(Data for analysis Opens)

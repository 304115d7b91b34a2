//! REPL (Read-Eval-Print Loop) for interactive queries

use std::sync::Arc;

use colored::Colorize;
use rustyline::error::ReadlineError;
use rustyline::{DefaultEditor, Result as RlResult};
use stepwise_application::{
    ChainProgressNotifier, ExecutionParams, NoChainProgress, RunQueryInput, RunQueryUseCase,
};
use stepwise_domain::ToolDescriptor;

use crate::ConsoleFormatter;
use crate::ProgressReporter;
use crate::cli::commands::OutputFormat;
use crate::config::ReplConfig;

/// What a line of input asks the REPL to do
#[derive(Debug, PartialEq, Eq)]
enum Input<'a> {
    Skip,
    Quit,
    Command(&'a str),
    Query(&'a str),
}

fn classify(line: &str) -> Input<'_> {
    let line = line.trim();
    if line.is_empty() {
        Input::Skip
    } else if line == "quit" {
        Input::Quit
    } else if line.starts_with('/') {
        Input::Command(line)
    } else {
        Input::Query(line)
    }
}

/// Interactive query REPL
pub struct ChatRepl {
    use_case: Arc<RunQueryUseCase>,
    model: String,
    execution: ExecutionParams,
    tools: Vec<ToolDescriptor>,
    config: ReplConfig,
}

impl ChatRepl {
    /// Create a new ChatRepl
    pub fn new(use_case: Arc<RunQueryUseCase>, model: impl Into<String>) -> Self {
        Self {
            use_case,
            model: model.into(),
            execution: ExecutionParams::default(),
            tools: Vec::new(),
            config: ReplConfig::default(),
        }
    }

    pub fn with_execution(mut self, execution: ExecutionParams) -> Self {
        self.execution = execution;
        self
    }

    /// Tools listed by `/tools`
    pub fn with_tools(mut self, tools: Vec<ToolDescriptor>) -> Self {
        self.tools = tools;
        self
    }

    pub fn with_config(mut self, config: ReplConfig) -> Self {
        self.config = config;
        self
    }

    /// Run the interactive REPL
    pub async fn run(&self) -> RlResult<()> {
        let mut rl = DefaultEditor::new()?;

        let history_path = self.config.history_path();
        if let Some(ref path) = history_path {
            if let Some(parent) = path.parent() {
                let _ = std::fs::create_dir_all(parent);
            }
            let _ = rl.load_history(path);
        }

        self.print_welcome();

        loop {
            match rl.readline("stepwise> ") {
                Ok(line) => match classify(&line) {
                    Input::Skip => continue,
                    Input::Quit => {
                        println!("Bye!");
                        break;
                    }
                    Input::Command(cmd) => {
                        if self.handle_command(cmd) {
                            break;
                        }
                    }
                    Input::Query(query) => {
                        let _ = rl.add_history_entry(query);
                        self.process_query(query).await;
                    }
                },
                Err(ReadlineError::Interrupted) => {
                    println!("^C");
                    continue;
                }
                Err(ReadlineError::Eof) => {
                    println!("Bye!");
                    break;
                }
                Err(err) => {
                    eprintln!("Error: {:?}", err);
                    break;
                }
            }
        }

        if let Some(ref path) = history_path {
            let _ = rl.save_history(path);
        }

        Ok(())
    }

    fn print_welcome(&self) {
        println!();
        println!("╭─────────────────────────────────────────────╮");
        println!("│            Stepwise - Interactive           │");
        println!("╰─────────────────────────────────────────────╯");
        println!();
        println!("Model: {}", self.model);
        println!("Tools: {}", self.tools.len());
        println!();
        println!("Type a request, or quit to exit. /help lists commands.");
        println!();
    }

    /// Handle slash commands. Returns true if should exit.
    fn handle_command(&self, cmd: &str) -> bool {
        match cmd {
            "/quit" | "/exit" | "/q" => {
                println!("Bye!");
                true
            }
            "/help" | "/h" | "/?" => {
                println!();
                println!("Commands:");
                println!("  /help, /h, /?    - Show this help");
                println!("  /tools           - List available tools");
                println!("  quit, /quit, /q  - Exit");
                println!();
                false
            }
            "/tools" => {
                println!();
                if self.tools.is_empty() {
                    println!("No tools available");
                }
                for tool in &self.tools {
                    println!("  {} - {}", tool.name.bold(), tool.description);
                }
                println!();
                false
            }
            _ => {
                println!("Unknown command: {}", cmd);
                println!("Type /help for available commands");
                false
            }
        }
    }

    async fn process_query(&self, query: &str) {
        println!();

        let input = RunQueryInput::new(query, &self.model, self.execution.clone());
        let reporter;
        let progress: &dyn ChainProgressNotifier = if self.config.show_progress {
            reporter = ProgressReporter::new();
            &reporter
        } else {
            &NoChainProgress
        };

        match self.use_case.execute(input, progress).await {
            Ok(outcome) => {
                let output = match self.config.output {
                    OutputFormat::Answer => ConsoleFormatter::format_answer_only(&outcome),
                    OutputFormat::Full => ConsoleFormatter::format(query, &outcome),
                    OutputFormat::Json => ConsoleFormatter::format_json(query, &outcome),
                };
                println!("{}", output);
            }
            Err(e) => {
                println!("{} {}", "Error:".red().bold(), e);
            }
        }
        println!();
    }
}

(Data for analysis Closes)

Problem description -> Pull every line that holds the string "bold" out of the records.

Reply ->
                    println!("  {} - {}", tool.name.bold(), tool.description);
                println!("{} {}", "Error:".red().bold(), e);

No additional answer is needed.